A fractured family battles against a tribe of angry Sasquatch.
Making it’s debut at the Nevermore Film Festival at the historic Carolina Theater in Durham, North Carolina, Valley of the Sasquatch succeeds in entertaining its audience with a better-than-average entry in the Bigfoot sub-genre – which is unusually over saturated of late – with a tale that is primarily and thankfully character driven holding its creature frenzy for its final act. About half way, the film’s lead, Miles Joris-Peyrafitte as Michael, comes face to face with one of the Bigfoot monsters in an exciting scene that shakes the film into monster mode for the final act with a series of creature attacks that will thrill most horror movie fans. The film succeeds more often with its Bigfoot than it falters making some of the tonal and production missteps forgivable. To keep things exciting director John Portanova casts modern horror film stalwart Bill Oberst Jr. as Bauman a wounded hunter on the run from a pact of the monsters. Valley of the Sasquatch manages to get its audience invested in its characters to make the final act a thrilling cabin in the woods riff on the Bigfoot legend.
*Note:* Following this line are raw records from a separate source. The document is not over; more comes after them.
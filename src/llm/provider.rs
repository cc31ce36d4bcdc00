//! Provider routing for `"<provider>/<model>"` model strings.

use crate::error::{PodcastError, Result};
use async_trait::async_trait;
use std::fmt;

/// Supported LLM providers.
#[derive(Debug, Clone, Copy, PartialEq, Eq, Hash)]
pub enum Provider {
    Ollama,
    OpenAi,
    Anthropic,
    Groq,
}

impl Provider {
    pub fn as_str(&self) -> &'static str {
        match self {
            Provider::Ollama => "ollama",
            Provider::OpenAi => "openai",
            Provider::Anthropic => "anthropic",
            Provider::Groq => "groq",
        }
    }

    fn from_prefix(prefix: &str) -> Option<Self> {
        match prefix {
            "ollama" => Some(Provider::Ollama),
            "openai" => Some(Provider::OpenAi),
            "anthropic" => Some(Provider::Anthropic),
            "groq" => Some(Provider::Groq),
            _ => None,
        }
    }
}

/// A model string resolved into provider and model name.
#[derive(Debug, Clone, PartialEq, Eq, Hash)]
pub struct ProviderSpec {
    pub provider: Provider,
    pub model_name: String,
}

impl ProviderSpec {
    /// Parse `"<provider>/<model>"`.
    ///
    /// A string without a known provider prefix is an Ollama model, so
    /// `"llama3.1:8b"` and `"ollama/llama3.1:8b"` are equivalent. Unknown
    /// prefixes are rejected instead of being sent to Ollama.
    pub fn parse(key: &str, value: &str) -> Result<Self> {
        let value = value.trim();
        if value.is_empty() {
            return Err(PodcastError::configuration(key, "model name is empty"));
        }

        let Some((prefix, model)) = value.split_once('/') else {
            return Ok(Self {
                provider: Provider::Ollama,
                model_name: value.to_string(),
            });
        };

        if let Some(provider) = Provider::from_prefix(&prefix.to_lowercase()) {
            if model.trim().is_empty() {
                return Err(PodcastError::configuration(
                    key,
                    format!("missing model name after '{prefix}/'"),
                ));
            }
            return Ok(Self {
                provider,
                model_name: model.trim().to_string(),
            });
        }

        Err(PodcastError::configuration(
            key,
            format!("unknown provider '{prefix}' (expected ollama, openai, anthropic or groq)"),
        ))
    }
}

impl fmt::Display for ProviderSpec {
    fn fmt(&self, f: &mut fmt::Formatter<'_>) -> fmt::Result {
        write!(f, "{}/{}", self.provider.as_str(), self.model_name)
    }
}

/// Failure of a single provider request.
#[derive(Debug, thiserror::Error)]
pub enum ProviderError {
    #[error("request failed: {0}")]
    Request(String),
    #[error("rate limited")]
    RateLimited,
    #[error("server error {status}: {body}")]
    Server { status: u16, body: String },
    #[error("request rejected {status}: {body}")]
    Rejected { status: u16, body: String },
    #[error("invalid response: {0}")]
    InvalidResponse(String),
}

impl ProviderError {
    /// Whether retrying the same request may succeed.
    pub fn is_retryable(&self) -> bool {
        matches!(
            self,
            ProviderError::Request(_) | ProviderError::RateLimited | ProviderError::Server { .. }
        )
    }

    /// Classify a non-success HTTP status.
    pub fn from_status(status: u16, body: String) -> Self {
        match status {
            429 => ProviderError::RateLimited,
            500..=599 => ProviderError::Server { status, body },
            _ => ProviderError::Rejected { status, body },
        }
    }
}

/// One chat completion against a concrete provider API.
#[async_trait]
pub trait ChatProvider: Send + Sync {
    async fn chat(&self, system: &str, prompt: &str) -> std::result::Result<String, ProviderError>;

    fn model_name(&self) -> &str;
}

/// Turn a non-success response into a `ProviderError`.
pub(crate) async fn error_for_response(response: reqwest::Response) -> ProviderError {
    let status = response.status().as_u16();
    let body = response.text().await.unwrap_or_default();
    ProviderError::from_status(status, body)
}

#[cfg(test)]
mod tests {
    use super::*;

    #[test]
    fn parses_each_provider_prefix() {
        let cases = [
            ("ollama/qwen2.5:14b", Provider::Ollama, "qwen2.5:14b"),
            ("openai/gpt-4o-mini", Provider::OpenAi, "gpt-4o-mini"),
            ("anthropic/claude-3-5-haiku-latest", Provider::Anthropic, "claude-3-5-haiku-latest"),
            ("groq/llama-3.1-8b-instant", Provider::Groq, "llama-3.1-8b-instant"),
        ];
        for (input, provider, model) in cases {
            let spec = ProviderSpec::parse("models.host", input).unwrap();
            assert_eq!(spec.provider, provider, "{input}");
            assert_eq!(spec.model_name, model, "{input}");
        }
    }

    #[test]
    fn bare_model_defaults_to_ollama() {
        let spec = ProviderSpec::parse("models.host", "llama3.1:8b").unwrap();
        assert_eq!(spec.provider, Provider::Ollama);
        assert_eq!(spec.model_name, "llama3.1:8b");
        assert_eq!(spec.to_string(), "ollama/llama3.1:8b");
    }

    #[test]
    fn provider_prefix_is_case_insensitive() {
        let spec = ProviderSpec::parse("models.host", "OpenAI/gpt-4o").unwrap();
        assert_eq!(spec.provider, Provider::OpenAi);
    }

    #[test]
    fn unknown_provider_is_configuration_error() {
        let err = ProviderSpec::parse("models.guest", "mistral/large").unwrap_err();
        assert!(err.is_configuration());
        assert!(err.to_string().contains("unknown provider 'mistral'"));
    }

    #[test]
    fn empty_model_is_rejected() {
        assert!(ProviderSpec::parse("models.guest", "  ").is_err());
        assert!(ProviderSpec::parse("models.guest", "openai/").is_err());
    }

    #[test]
    fn status_classification() {
        assert!(matches!(
            ProviderError::from_status(429, String::new()),
            ProviderError::RateLimited
        ));
        assert!(ProviderError::from_status(503, String::new()).is_retryable());
        assert!(!ProviderError::from_status(401, String::new()).is_retryable());
        assert!(!ProviderError::InvalidResponse("x".into()).is_retryable());
    }
}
The script from director John Portanova centers around a dysfunctional father and son reeling from the loss of the wife/mother in a tragic accident. Beside himself, Roger (Jason Vail) is now unemployed, homeless and nearly broke resulting in taking up residence in a family cabin deep in the woods. With no options available, Michael (Miles Joris-Peyraffitte) is forced to tag along. Roger’s brother, Will (D’Angelo Midili), and best friend, Sergio (David Saucedo), visit for a weekend of drinking and hunting. As personalities clash and tempers are tested, the group run across a pack of creatures resembling the fabled Bigfoot and a wounded hunter named Bauman (Bill Oberst, Jr.).
Fan favorite Bill Oberst, Jr. makes another solid supporting appearance in Valley of the Sasquatch as a hunter that encounters a trio of Bigfoot creatures coming face to face with the monsters in a way only Bill Oberst, Jr. can. Bill’s scenes are the highlight of the picture electrifying the otherwise more character driven interactions between the cast. When Bill reappears in the story the action heats up and the conflicts get out of control until the audience is treated to his high pitched squeals of horror. He always brings an intensity to his performances and he is provided ample opportunity to do so with Miles Joris-Peyrafitte and with the Sasquatch himself.
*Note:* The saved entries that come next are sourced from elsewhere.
//! Retry and timeout policy around a single provider.

use crate::error::{PodcastError, Result};
use crate::llm::client::{GenerationClient, GenerationRole};
use crate::llm::provider::{ChatProvider, ProviderError};
use async_trait::async_trait;
use std::time::Duration;

/// How often and how long a provider call may be attempted.
#[derive(Debug, Clone, PartialEq)]
pub struct RetryPolicy {
    /// Total attempts, including the first one.
    pub max_attempts: u32,
    /// Upper bound for each attempt.
    pub request_timeout: Duration,
    /// Delay before the second attempt; doubled for every further attempt.
    pub base_delay: Duration,
}

impl Default for RetryPolicy {
    fn default() -> Self {
        Self {
            max_attempts: crate::defaults::MAX_RETRIES + 1,
            request_timeout: Duration::from_secs(crate::defaults::REQUEST_TIMEOUT_SECS),
            base_delay: Duration::from_millis(500),
        }
    }
}

impl RetryPolicy {
    /// Policy from the `[providers]` settings: `retries` attempts on top of
    /// the first one.
    pub fn with_retries(retries: u32, request_timeout: Duration) -> Self {
        Self {
            max_attempts: retries.saturating_add(1),
            request_timeout,
            ..Self::default()
        }
    }

    fn delay_for(&self, attempt: u32) -> Duration {
        self.base_delay * 2u32.saturating_pow(attempt.saturating_sub(1))
    }
}

/// `GenerationClient` backed by one provider, with retries and timeouts.
pub struct RetryingClient {
    provider: Box<dyn ChatProvider>,
    policy: RetryPolicy,
    label: String,
}

impl RetryingClient {
    pub fn new(provider: Box<dyn ChatProvider>, policy: RetryPolicy, label: String) -> Self {
        Self {
            provider,
            policy,
            label,
        }
    }
}

#[async_trait]
impl GenerationClient for RetryingClient {
    async fn generate(&self, prompt: &str, role: GenerationRole) -> Result<String> {
        let attempts = self.policy.max_attempts.max(1);
        let mut last_error = String::new();

        for attempt in 1..=attempts {
            let call = self.provider.chat(role.system_prompt(), prompt);
            let outcome = match tokio::time::timeout(self.policy.request_timeout, call).await {
                Ok(result) => result,
                Err(_) => Err(ProviderError::Request(format!(
                    "timed out after {:?}",
                    self.policy.request_timeout
                ))),
            };

            match outcome {
                Ok(text) => return Ok(text),
                Err(e) if e.is_retryable() && attempt < attempts => {
                    let delay = self.policy.delay_for(attempt);
                    tracing::warn!(
                        model = %self.label,
                        role = %role,
                        attempt,
                        error = %e,
                        "Generation attempt failed, retrying in {:?}",
                        delay
                    );
                    last_error = e.to_string();
                    tokio::time::sleep(delay).await;
                }
                Err(e) => {
                    last_error = e.to_string();
                    break;
                }
            }
        }

        Err(PodcastError::generation(
            format!("{} via {}", role, self.label),
            last_error,
        ))
    }

    fn model_name(&self) -> &str {
        &self.label
    }
}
The Bigfoot in the film are an uneven batch in Valley of the Sasquatch, often spectacular and creepy but occasionally poorly lit or too obvious a man-in-a-suit – mostly due to the difficulty of achieving the correct tone and feel to the full body of hair. At times the creatures are approaching on par with Eduardo Sanchez’ Exists while a moment later they are more akin to that found in The Legend of Boggy Creek. It is safe to say that fans of Saquatch, Yeti and Bigfoot will enjoy the creatures on display in Valley of the Sasquatch. The final reel will have creature feature fans smiling with joy as the characters defend themselves against their attacks while holed up in the rickety cabin.
The thing that makes Valley of the Sasquatch stand out is how it focuses on the characters as they bond or bicker throughout the tale. Their conflicts add a lot to the monster encounters later in the film. This goes a long way in preventing the film from becoming another low budget waste of time. Miles Joris-Peyrafitte is terrific as the young protagonist Michael in constant odds with his down-on-his-luck father and Sergio who test the boy’s muster at every turn. Miles provide an admirable strength to Michael. Jason Vail effectively portraits of a man on a downward spiral bringing an authentic, complex man struggling with his own poor decisions and actions. Daivd Saucedo seems to relish in the often questionable behavior of Roger’s best friend Sergio. D’Angelo Midili rounds out the cast bridging the gap between Michael’s high ground and his brother’s and Sergio’s lackadaisical approach to life. Director John Portanova gets the most out of his cast.
For the most part Valley of the Sasquatch is an entertaining and admirable entry into the current Bigfoot cinema craze by establishing a core set of characters and deliberating on their inter-dynamics, relationships and conflicts. If it were solely focused on the creatures themselves, it could have easily collapsed on itself. While the creatures are sufficient – and often superior to similar monsters – they occasionally suffer with some poor lighting, especially in a darkly lit cave scene, and full body suits are not entirely convincing. However, there are a number of scenes where the director’s skill shines through resulting in attention getting moments such as the Sasquatch’s first appearance at the camp site and the attack on Bill Oberst Jr’s Bauman. Most likely better suited for fans of Bigfoot movies Valley of the Sasquatch offers enough thrills, character moments and Bill Oberst Jr. to satisfy most horror fans.